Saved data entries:
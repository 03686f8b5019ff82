// THEORY:
// The `PixelBuffer` is the read-only window the resolver looks through. The engine
// never decodes an image itself; the acquisition stage hands over something that can
// answer "what color is at (x, y)" together with fixed bounds.
//
// Key architectural principles:
// 1.  **Trait At The Seam**: Decoded `image` buffers implement the trait directly, so
//     a map loaded by any caller can be probed without conversion. `RasterGrid` is the
//     engine's own owned buffer for synthetic maps and raw RGBA frames.
// 2.  **Bounds Are The Caller's Contract**: `color_at` assumes an in-bounds point.
//     Anything that generates candidate points (the ring search) checks `contains`
//     first, using signed coordinates so points left of or above the origin are
//     representable and simply rejected.

use crate::core_modules::color_key::ColorKey;
use crate::error::BufferError;
use image::{ImageBuffer, Rgba};
use serde::{Deserialize, Serialize};
use std::ops::Deref;

/// A pixel coordinate on a map image.
#[derive(Debug, Clone, Copy, PartialEq, Eq, Hash, Default, Serialize, Deserialize)]
pub struct Point {
    pub x: u32,
    pub y: u32,
}

impl Point {
    pub const fn new(x: u32, y: u32) -> Self {
        Self { x, y }
    }
}

/// Read-only 2-D color lookup with fixed bounds.
pub trait PixelBuffer {
    fn width(&self) -> u32;

    fn height(&self) -> u32;

    /// The color at `point`. Callers must ensure `point` is inside the buffer.
    fn color_at(&self, point: Point) -> ColorKey;

    fn contains(&self, x: i64, y: i64) -> bool {
        (0..i64::from(self.width())).contains(&x) && (0..i64::from(self.height())).contains(&y)
    }

    fn contains_point(&self, point: Point) -> bool {
        point.x < self.width() && point.y < self.height()
    }
}

impl<B: PixelBuffer + ?Sized> PixelBuffer for &B {
    fn width(&self) -> u32 {
        (**self).width()
    }

    fn height(&self) -> u32 {
        (**self).height()
    }

    fn color_at(&self, point: Point) -> ColorKey {
        (**self).color_at(point)
    }
}

impl<C> PixelBuffer for ImageBuffer<Rgba<u8>, C>
where
    C: Deref<Target = [u8]>,
{
    fn width(&self) -> u32 {
        self.dimensions().0
    }

    fn height(&self) -> u32 {
        self.dimensions().1
    }

    fn color_at(&self, point: Point) -> ColorKey {
        ColorKey::from(self.get_pixel(point.x, point.y))
    }
}

/// An owned, row-major buffer of colors.
#[derive(Debug, Clone, PartialEq, Eq)]
pub struct RasterGrid {
    width: u32,
    height: u32,
    pixels: Vec<ColorKey>,
}

impl RasterGrid {
    /// A `width` x `height` grid where every pixel is `color`.
    pub fn filled(width: u32, height: u32, color: ColorKey) -> Self {
        Self {
            width,
            height,
            pixels: vec![color; width as usize * height as usize],
        }
    }

    /// Wraps a tightly packed RGBA byte buffer (4 bytes per pixel, row-major).
    pub fn from_rgba_bytes(width: u32, height: u32, bytes: &[u8]) -> Result<Self, BufferError> {
        let length_error = |expected| BufferError::Length {
            width,
            height,
            expected,
            found: bytes.len(),
        };
        // Dimensions whose byte count overflows `usize` can never be backed by a slice.
        let expected = (width as usize)
            .checked_mul(height as usize)
            .and_then(|pixels| pixels.checked_mul(4))
            .ok_or_else(|| length_error(usize::MAX))?;
        if bytes.len() != expected {
            return Err(length_error(expected));
        }

        let pixels = bytes
            .chunks_exact(4)
            .map(ColorKey::try_from)
            .collect::<Result<Vec<_>, _>>()?;

        Ok(Self {
            width,
            height,
            pixels,
        })
    }

    /// Overwrites one pixel. Out-of-bounds writes are ignored.
    pub fn set(&mut self, point: Point, color: ColorKey) {
        if self.contains_point(point) {
            let index = self.index(point);
            self.pixels[index] = color;
        }
    }

    pub fn pixels(&self) -> &[ColorKey] {
        &self.pixels
    }

    fn index(&self, point: Point) -> usize {
        point.y as usize * self.width as usize + point.x as usize
    }
}

impl PixelBuffer for RasterGrid {
    fn width(&self) -> u32 {
        self.width
    }

    fn height(&self) -> u32 {
        self.height
    }

    fn color_at(&self, point: Point) -> ColorKey {
        self.pixels[self.index(point)]
    }
}
// THEORY:
// The `orchestrator` module is the top-level API of the engine. It takes everything
// one broadcast week provides (the national games, plus one legend and one map image
// per regional section) and produces the single ordered list of games visible
// from the configured location.
//
// Stages:
// 1.  **National Games**: Seeded into the result as given. They are not tied to a map
//     and need no resolution.
// 2.  **Regional Games**: Each map is resolved independently at the same query point.
//     A hit appends the legend's record; a miss is logged, remembered in the report,
//     and otherwise omitted. A query the map cannot even contain fails the batch.
// 3.  **Ordering**: The combined list is stably sorted by broadcast day on the
//     Tuesday-to-Monday week. Records with a missing or unrecognized day fail the
//     batch instead of landing at an arbitrary position.

use crate::config::BatchConfig;
use crate::core_modules::event_record::EventRecord;
use crate::core_modules::legend::Legend;
use crate::core_modules::pixel_buffer::PixelBuffer;
use crate::core_modules::resolver::Resolution;
use crate::core_modules::resolver::nearest_match::resolve;
use crate::error::BatchError;
use log::{info, warn};

// Re-export key data structures for the public API.
pub use crate::core_modules::pixel_buffer::Point;
pub use crate::core_modules::resolver::ResolverConfig;

/// One regional map: its legend and its decoded pixels.
#[derive(Debug, Clone)]
pub struct MapEntry<B> {
    /// Section heading the map was published under, used in logs and reports.
    pub title: String,
    pub legend: Legend,
    pub pixels: B,
}

impl<B> MapEntry<B> {
    pub fn new(title: impl Into<String>, legend: Legend, pixels: B) -> Self {
        Self {
            title: title.into(),
            legend,
            pixels,
        }
    }
}

/// The result of one batch run.
#[derive(Debug, Clone, Default, PartialEq, Eq)]
pub struct BatchReport {
    /// Every visible game, ordered by broadcast day.
    pub events: Vec<EventRecord>,
    /// Titles of maps where no legend color was found near the query point.
    pub unresolved: Vec<String>,
}

/// Outcome of resolving a single map, owned so it can cross task boundaries.
#[derive(Debug, Clone, PartialEq, Eq)]
pub(crate) enum MapOutcome {
    Found(EventRecord),
    NotFound { radius_limit: u32 },
}

pub(crate) fn resolve_map<B>(entry: &MapEntry<B>, config: &BatchConfig) -> Result<MapOutcome, BatchError>
where
    B: PixelBuffer,
{
    let resolution = resolve(config.query, &entry.pixels, &entry.legend, &config.resolver).map_err(
        |source| BatchError::Resolve {
            map: entry.title.clone(),
            source,
        },
    )?;

    Ok(match resolution {
        Resolution::Found(found) => MapOutcome::Found(found.record.clone()),
        Resolution::NotFound { radius_limit } => MapOutcome::NotFound { radius_limit },
    })
}

/// Folds per-map outcomes, in map order, into the national list and sorts the result.
pub(crate) fn assemble(
    national: Vec<EventRecord>,
    outcomes: impl IntoIterator<Item = (String, MapOutcome)>,
) -> Result<BatchReport, BatchError> {
    let mut events = national;
    let mut unresolved = Vec::new();

    for (title, outcome) in outcomes {
        match outcome {
            MapOutcome::Found(record) => events.push(record),
            MapOutcome::NotFound { radius_limit } => {
                warn!("{title}: no legend color within radius {radius_limit} of the query point");
                unresolved.push(title);
            }
        }
    }

    let events = sort_by_broadcast_day(events)?;
    info!(
        "batch resolved {} events, {} maps unresolved",
        events.len(),
        unresolved.len()
    );

    Ok(BatchReport { events, unresolved })
}

/// Stable sort on the Tuesday-anchored broadcast week.
pub fn sort_by_broadcast_day(events: Vec<EventRecord>) -> Result<Vec<EventRecord>, BatchError> {
    let mut ranked = events
        .into_iter()
        .map(|event| -> Result<_, BatchError> { Ok((event.broadcast_day()?.rank(), event)) })
        .collect::<Result<Vec<_>, _>>()?;

    ranked.sort_by_key(|(rank, _)| *rank);
    Ok(ranked.into_iter().map(|(_, event)| event).collect())
}

/// Sequential batch runner.
pub struct BatchOrchestrator {
    config: BatchConfig,
}

impl BatchOrchestrator {
    pub fn new(config: BatchConfig) -> Self {
        Self { config }
    }

    pub fn config(&self) -> &BatchConfig {
        &self.config
    }

    pub fn run<B: PixelBuffer>(
        &self,
        national: Vec<EventRecord>,
        maps: &[MapEntry<B>],
    ) -> Result<BatchReport, BatchError> {
        let outcomes = maps
            .iter()
            .map(|entry| -> Result<_, BatchError> {
                Ok((entry.title.clone(), resolve_map(entry, &self.config)?))
            })
            .collect::<Result<Vec<_>, _>>()?;

        assemble(national, outcomes)
    }
}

Task to carry out: Once you find the line containing "fn height(&self) -> u32;", stop: reproduce exactly that line and every line of the data before it, and nothing else.

Written answer:
repository 03686f8b5019ff82
// THEORY:
// The `PixelBuffer` is the read-only window the resolver looks through. The engine
// never decodes an image itself; the acquisition stage hands over something that can
// answer "what color is at (x, y)" together with fixed bounds.
//
// Key architectural principles:
// 1.  **Trait At The Seam**: Decoded `image` buffers implement the trait directly, so
//     a map loaded by any caller can be probed without conversion. `RasterGrid` is the
//     engine's own owned buffer for synthetic maps and raw RGBA frames.
// 2.  **Bounds Are The Caller's Contract**: `color_at` assumes an in-bounds point.
//     Anything that generates candidate points (the ring search) checks `contains`
//     first, using signed coordinates so points left of or above the origin are
//     representable and simply rejected.

use crate::core_modules::color_key::ColorKey;
use crate::error::BufferError;
use image::{ImageBuffer, Rgba};
use serde::{Deserialize, Serialize};
use std::ops::Deref;

/// A pixel coordinate on a map image.
#[derive(Debug, Clone, Copy, PartialEq, Eq, Hash, Default, Serialize, Deserialize)]
pub struct Point {
    pub x: u32,
    pub y: u32,
}

impl Point {
    pub const fn new(x: u32, y: u32) -> Self {
        Self { x, y }
    }
}

/// Read-only 2-D color lookup with fixed bounds.
pub trait PixelBuffer {
    fn width(&self) -> u32;

    fn height(&self) -> u32;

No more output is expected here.